3. Remembering how far I've come but kind of ignoring it. Today is a new day and tomorrow will be the same if I don't make some changes today.

4. Focusing on what I CAN eat, rather than what I can't.

So, I'm getting there. It's been an excellent week. I'm almost 18 kilos down now and people are really starting to notice. Must remember that while I'm getting smaller my head mustn't get bigger!

Always a fan of Lucy...




[Image found here]

Wednesday, May 4, 2011

Fighting the Demon


I could kick myself. In fact, I need to.


I’ve lost my focus. I’m off the rails.

I’m still eating everything my Commando prepares for me. But I find myself adding stuff - quantities of stuff. Chocolate stuff. Almond stuff. Not good stuff.

I hate that the ‘eat what I want’ demon is still inside me even after 12 weeks of good, wholesome eating. I hate that even though I feel SO MUCH BETTER when I’m eating healthily, the demon is still feeding me stuff that makes my head hurt and my stomach gurgle. I hate that I’ve proved to myself that I can follow a plan and lose weight, yet here I am distracted by the demon and off the plan, not losing weight.

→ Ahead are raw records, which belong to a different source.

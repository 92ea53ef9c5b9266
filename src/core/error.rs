use thiserror::Error;

/// Centralized error types for the application
///
/// Storage, HTTP and Telegram failures are converted to this enum for consistent
/// error handling. Uses `thiserror` for automatic error conversion and display formatting.
///
/// # Example
///
/// ```no_run
/// use steamdb_bot::core::error::AppError;
///
/// fn handle_error(err: AppError) {
///     eprintln!("Error: {}", err);
/// }
/// ```
#[derive(Error, Debug)]
pub enum AppError {
    /// Database-related errors
    #[error("Database error: {0}")]
    Database(#[from] rusqlite::Error),

    /// Database connection pool errors
    #[error("Database pool error: {0}")]
    DatabasePool(#[from] r2d2::Error),

    /// Schema migration errors
    #[error("Migration error: {0}")]
    Migration(#[from] refinery::Error),

    /// Telegram API errors
    #[error("Telegram error: {0}")]
    Telegram(#[from] teloxide::RequestError),

    /// HTTP transport errors (connect, timeout, body decoding)
    #[error("HTTP error: {0}")]
    Http(#[from] reqwest::Error),

    /// HTTP status code errors
    #[error("HTTP request failed with status: {0}")]
    HttpStatus(reqwest::StatusCode),

    /// JSON (de)serialization errors
    #[error("JSON error: {0}")]
    Json(#[from] serde_json::Error),

    /// IO errors
    #[error("IO error: {0}")]
    Io(#[from] std::io::Error),

    /// Startup configuration errors
    #[error("Configuration error: {0}")]
    Config(#[from] ConfigError),

    /// Validation errors
    #[error("Validation error: {0}")]
    Validation(String),
}

/// Fatal configuration problems detected while reading the environment.
#[derive(Error, Debug, Clone, PartialEq, Eq)]
pub enum ConfigError {
    #[error("required environment variable {0} is not set")]
    Missing(&'static str),

    #[error("environment variable {name} has invalid value {value:?}")]
    Invalid { name: &'static str, value: String },
}

/// Type alias for Result with AppError
pub type AppResult<T> = Result<T, AppError>;
//! SQLite persistence: cache, Steam user registry, interaction log and stats

pub mod admin;
pub mod cache;
pub mod db;
pub mod interaction_log;
pub mod migrations;
pub mod registry;
pub mod stats;

// Re-exports for convenience
pub use db::{create_pool, get_connection, DbConnection, DbPool};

I hate that I can’t seem to kick that demon to the curb.

But I’m not giving up.

I don’t know what feeds the demon, but I’m determined that it won’t be me.

_________________________________________

Have you seen Lucy's fab new linky? Join in with any 'changing' moment you're in the middle of. It doesn't have to be weight-related. Are you renovating? Studying? Pregnant?




[Image found here]

Tuesday, April 26, 2011

I blame the bunny


So Easter, huh?

I have consumed my body weight in chocolate over the past four days. It was great at the time - that free feeling of 'stuff it' (or rather 'stuff me'). I rode that chocolate high like a thoroughbred racing for the Cup.

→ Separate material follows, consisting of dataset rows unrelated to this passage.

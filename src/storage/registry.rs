//! Registry of Steam identities that were successfully looked up.
//!
//! One row per Steam ID. The first lookup records the query text and the time;
//! later lookups only bump `hit_count`. Rows are never deleted.

use chrono::Utc;
use rusqlite::{params, Connection, OptionalExtension, Row};
use serde::Serialize;

use crate::core::error::AppResult;

/// A row of the `steam` table.
#[derive(Debug, Clone, PartialEq, Eq, Serialize)]
pub struct SteamUserRecord {
    pub steam_id: String,
    /// What the user typed the first time this identity was resolved
    pub query_text: String,
    /// `YYYY-MM-DD HH:MM:SS` UTC
    pub first_seen: String,
    pub hit_count: i64,
}

impl SteamUserRecord {
    fn from_row(row: &Row<'_>) -> rusqlite::Result<Self> {
        Ok(Self {
            steam_id: row.get(0)?,
            query_text: row.get(1)?,
            first_seen: row.get(2)?,
            hit_count: row.get(3)?,
        })
    }
}

/// Records a successful resolution of `steam_id`.
///
/// Inserts a row with `hit_count = 1` on first sight, otherwise increments
/// `hit_count` and leaves `query_text` and `first_seen` untouched.
pub fn upsert_hit(conn: &Connection, steam_id: &str, query_text: &str) -> AppResult<()> {
    let now = Utc::now().format("%Y-%m-%d %H:%M:%S").to_string();
    upsert_hit_at(conn, steam_id, query_text, &now)
}

/// [`upsert_hit`] with an explicit `first_seen` value.
pub fn upsert_hit_at(conn: &Connection, steam_id: &str, query_text: &str, seen_at: &str) -> AppResult<()> {
    conn.execute(
        "INSERT INTO steam (steam_id, query_text, first_seen, hit_count) VALUES (?1, ?2, ?3, 1)
         ON CONFLICT(steam_id) DO UPDATE SET hit_count = hit_count + 1",
        params![steam_id, query_text, seen_at],
    )?;
    Ok(())
}

/// Looks up a single identity.
pub fn get(conn: &Connection, steam_id: &str) -> AppResult<Option<SteamUserRecord>> {
    let record = conn
        .query_row(
            "SELECT steam_id, query_text, first_seen, hit_count FROM steam WHERE steam_id = ?1",
            params![steam_id],
            SteamUserRecord::from_row,
        )
        .optional()?;
    Ok(record)
}

/// Identity with the most hits; ties go to the one seen first.
pub fn most_hit(conn: &Connection) -> AppResult<Option<SteamUserRecord>> {
    first_by(conn, "hit_count DESC, first_seen ASC, rowid ASC")
}

/// Identity with the fewest hits; ties go to the one seen first.
pub fn least_hit(conn: &Connection) -> AppResult<Option<SteamUserRecord>> {
    first_by(conn, "hit_count ASC, first_seen ASC, rowid ASC")
}

/// Number of distinct identities ever resolved.
pub fn count(conn: &Connection) -> AppResult<i64> {
    Ok(conn.query_row("SELECT COUNT(*) FROM steam", [], |row| row.get(0))?)
}

fn first_by(conn: &Connection, order_by: &str) -> AppResult<Option<SteamUserRecord>> {
    let sql = format!(
        "SELECT steam_id, query_text, first_seen, hit_count FROM steam ORDER BY {} LIMIT 1",
        order_by
    );
    Ok(conn.query_row(&sql, [], SteamUserRecord::from_row).optional()?)
}

#[cfg(test)]
mod tests {
    use super::*;
    use crate::storage::migrations::run_migrations;
    use pretty_assertions::assert_eq;

    fn setup() -> Connection {
        let mut conn = Connection::open_in_memory().unwrap();
        run_migrations(&mut conn).unwrap();
        conn
    }

    #[test]
    fn test_first_hit_creates_row() {
        let conn = setup();
        upsert_hit_at(&conn, "76561198287455504", "mrmarblet", "2024-01-01 10:00:00").unwrap();

        let record = get(&conn, "76561198287455504").unwrap().unwrap();
        assert_eq!(
            record,
            SteamUserRecord {
                steam_id: "76561198287455504".to_string(),
                query_text: "mrmarblet".to_string(),
                first_seen: "2024-01-01 10:00:00".to_string(),
                hit_count: 1,
            }
        );
    }

    #[test]
    fn test_second_hit_increments_and_keeps_first_values() {
        let conn = setup();
        upsert_hit_at(&conn, "76561198287455504", "mrmarblet", "2024-01-01 10:00:00").unwrap();
        upsert_hit_at(&conn, "76561198287455504", "76561198287455504", "2024-02-02 12:00:00").unwrap();

        let record = get(&conn, "76561198287455504").unwrap().unwrap();
        assert_eq!(record.hit_count, 2);
        assert_eq!(record.query_text, "mrmarblet");
        assert_eq!(record.first_seen, "2024-01-01 10:00:00");
        assert_eq!(count(&conn).unwrap(), 1);
    }

    #[test]
    fn test_wall_clock_upsert() {
        let conn = setup();
        upsert_hit(&conn, "76561197960287930", "gabelogannewell").unwrap();
        upsert_hit(&conn, "76561197960287930", "gabelogannewell").unwrap();
        assert_eq!(get(&conn, "76561197960287930").unwrap().unwrap().hit_count, 2);
    }

    #[test]
    fn test_most_and_least_hit_on_empty_table() {
        let conn = setup();
        assert!(most_hit(&conn).unwrap().is_none());
        assert!(least_hit(&conn).unwrap().is_none());
        assert_eq!(count(&conn).unwrap(), 0);
    }

    #[test]
    fn test_most_and_least_hit() {
        let conn = setup();
        upsert_hit_at(&conn, "a", "a", "2024-01-01 00:00:00").unwrap();
        for _ in 0..3 {
            upsert_hit_at(&conn, "b", "b", "2024-01-02 00:00:00").unwrap();
        }
        upsert_hit_at(&conn, "c", "c", "2024-01-03 00:00:00").unwrap();
        upsert_hit_at(&conn, "c", "c", "2024-01-03 00:00:00").unwrap();

        assert_eq!(most_hit(&conn).unwrap().unwrap().steam_id, "b");
        assert_eq!(least_hit(&conn).unwrap().unwrap().steam_id, "a");
    }

    #[test]
    fn test_ties_break_on_earliest_first_seen() {
        let conn = setup();
        upsert_hit_at(&conn, "late", "late", "2024-03-01 00:00:00").unwrap();
        upsert_hit_at(&conn, "early", "early", "2024-01-01 00:00:00").unwrap();

        assert_eq!(most_hit(&conn).unwrap().unwrap().steam_id, "early");
        assert_eq!(least_hit(&conn).unwrap().unwrap().steam_id, "early");
    }
}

Now I've come down I'm just the grumpiest, meanest person around. It's like I've permanently got the cranky pants on and they're three sizes bigger than they were four days ago.

I've got to start thinking more like an addict and less like someone who can 'just have one'. I can't have just one. I can't even have just ten.

I blame the bunny. Why can't he hop around delivering carrots instead of the brown stuff?




[Insanely cute bunny image from here. Don't even look at me, bunny, you know what you've done.]

Wednesday, April 13, 2011

All quiet on the Skinny front


The trouble when things are going well for me is that I am just not that interesting.

I am losing weight.

My new regime feels 'normal' now.

There have been lapses here and there but nothing to write home (or blog!) about.

I am losing weight.

So, I'm really just getting on with packing those bags for my big move to number 40.